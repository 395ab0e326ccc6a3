use std::fmt;

/// Element types a model container can declare for an I/O tensor.
#[derive(Debug, Clone, Copy, PartialEq, Eq, Hash)]
pub enum ElemType {
    /// 32-bit floating point.
    F32,
    /// 16-bit floating point (IEEE 754 half-precision, via the `half` crate).
    F16,
    /// 32-bit signed integer.
    I32,
    /// 8-bit unsigned integer (the common quantized image input/output type).
    U8,
    /// 64-bit signed integer.
    I64,
    /// Boolean, stored one byte per element.
    Bool,
    /// 16-bit signed integer.
    I16,
    /// 8-bit signed integer.
    I8,
}

impl ElemType {
    /// Converts a container type code to an `ElemType`.
    ///
    /// Type codes:
    /// - 0 => F32
    /// - 1 => F16
    /// - 2 => I32
    /// - 3 => U8
    /// - 4 => I64
    /// - 6 => Bool
    /// - 7 => I16
    /// - 9 => I8
    ///
    /// Codes for string, complex, and other exotic types map to `None`.
    pub fn from_type_code(code: i8) -> Option<ElemType> {
        match code {
            0 => Some(ElemType::F32),
            1 => Some(ElemType::F16),
            2 => Some(ElemType::I32),
            3 => Some(ElemType::U8),
            4 => Some(ElemType::I64),
            6 => Some(ElemType::Bool),
            7 => Some(ElemType::I16),
            9 => Some(ElemType::I8),
            _ => None,
        }
    }

    /// Returns the container type code for this `ElemType`.
    pub fn type_code(&self) -> i8 {
        match self {
            ElemType::F32 => 0,
            ElemType::F16 => 1,
            ElemType::I32 => 2,
            ElemType::U8 => 3,
            ElemType::I64 => 4,
            ElemType::Bool => 6,
            ElemType::I16 => 7,
            ElemType::I8 => 9,
        }
    }

    /// Returns the size in bytes of a single element.
    pub fn size_in_bytes(&self) -> usize {
        match self {
            ElemType::F32 | ElemType::I32 => 4,
            ElemType::F16 | ElemType::I16 => 2,
            ElemType::U8 | ElemType::I8 | ElemType::Bool => 1,
            ElemType::I64 => 8,
        }
    }

    /// Returns true for the integer types (quantized tensors use these).
    pub fn is_integer(&self) -> bool {
        matches!(
            self,
            ElemType::I32 | ElemType::U8 | ElemType::I64 | ElemType::I16 | ElemType::I8
        )
    }
}

impl fmt::Display for ElemType {
    fn fmt(&self, f: &mut fmt::Formatter<'_>) -> fmt::Result {
        match self {
            ElemType::F32 => write!(f, "float32"),
            ElemType::F16 => write!(f, "float16"),
            ElemType::I32 => write!(f, "int32"),
            ElemType::U8 => write!(f, "uint8"),
            ElemType::I64 => write!(f, "int64"),
            ElemType::Bool => write!(f, "bool"),
            ElemType::I16 => write!(f, "int16"),
            ElemType::I8 => write!(f, "int8"),
        }
    }
}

......

WHAT YOU HAVE TO DO.
Write out each record exactly, without addition or omission.

WRITTEN RESPONSE.
repository 395ab0e326ccc6a3
use std::fmt;

/// Element types a model container can declare for an I/O tensor.
#[derive(Debug, Clone, Copy, PartialEq, Eq, Hash)]
pub enum ElemType {
    /// 32-bit floating point.
    F32,
    /// 16-bit floating point (IEEE 754 half-precision, via the `half` crate).
    F16,
    /// 32-bit signed integer.
    I32,
    /// 8-bit unsigned integer (the common quantized image input/output type).
    U8,
    /// 64-bit signed integer.
    I64,
    /// Boolean, stored one byte per element.
    Bool,
    /// 16-bit signed integer.
    I16,
    /// 8-bit signed integer.
    I8,
}

impl ElemType {
    /// Converts a container type code to an `ElemType`.
    ///
    /// Type codes:
    /// - 0 => F32
    /// - 1 => F16
    /// - 2 => I32
    /// - 3 => U8
    /// - 4 => I64
    /// - 6 => Bool
    /// - 7 => I16
    /// - 9 => I8
    ///
    /// Codes for string, complex, and other exotic types map to `None`.
    pub fn from_type_code(code: i8) -> Option<ElemType> {
        match code {
            0 => Some(ElemType::F32),
            1 => Some(ElemType::F16),
            2 => Some(ElemType::I32),
            3 => Some(ElemType::U8),
            4 => Some(ElemType::I64),
            6 => Some(ElemType::Bool),
            7 => Some(ElemType::I16),
            9 => Some(ElemType::I8),
            _ => None,
        }
    }

    /// Returns the container type code for this `ElemType`.
    pub fn type_code(&self) -> i8 {
        match self {
            ElemType::F32 => 0,
            ElemType::F16 => 1,
            ElemType::I32 => 2,
            ElemType::U8 => 3,
            ElemType::I64 => 4,
            ElemType::Bool => 6,
            ElemType::I16 => 7,
            ElemType::I8 => 9,
        }
    }

    /// Returns the size in bytes of a single element.
    pub fn size_in_bytes(&self) -> usize {
        match self {
            ElemType::F32 | ElemType::I32 => 4,
            ElemType::F16 | ElemType::I16 => 2,
            ElemType::U8 | ElemType::I8 | ElemType::Bool => 1,
            ElemType::I64 => 8,
        }
    }

    /// Returns true for the integer types (quantized tensors use these).
    pub fn is_integer(&self) -> bool {
        matches!(
            self,
            ElemType::I32 | ElemType::U8 | ElemType::I64 | ElemType::I16 | ElemType::I8
        )
    }
}

impl fmt::Display for ElemType {
    fn fmt(&self, f: &mut fmt::Formatter<'_>) -> fmt::Result {
        match self {
            ElemType::F32 => write!(f, "float32"),
            ElemType::F16 => write!(f, "float16"),
            ElemType::I32 => write!(f, "int32"),
            ElemType::U8 => write!(f, "uint8"),
            ElemType::I64 => write!(f, "int64"),
            ElemType::Bool => write!(f, "bool"),
            ElemType::I16 => write!(f, "int16"),
            ElemType::I8 => write!(f, "int8"),
        }
    }
}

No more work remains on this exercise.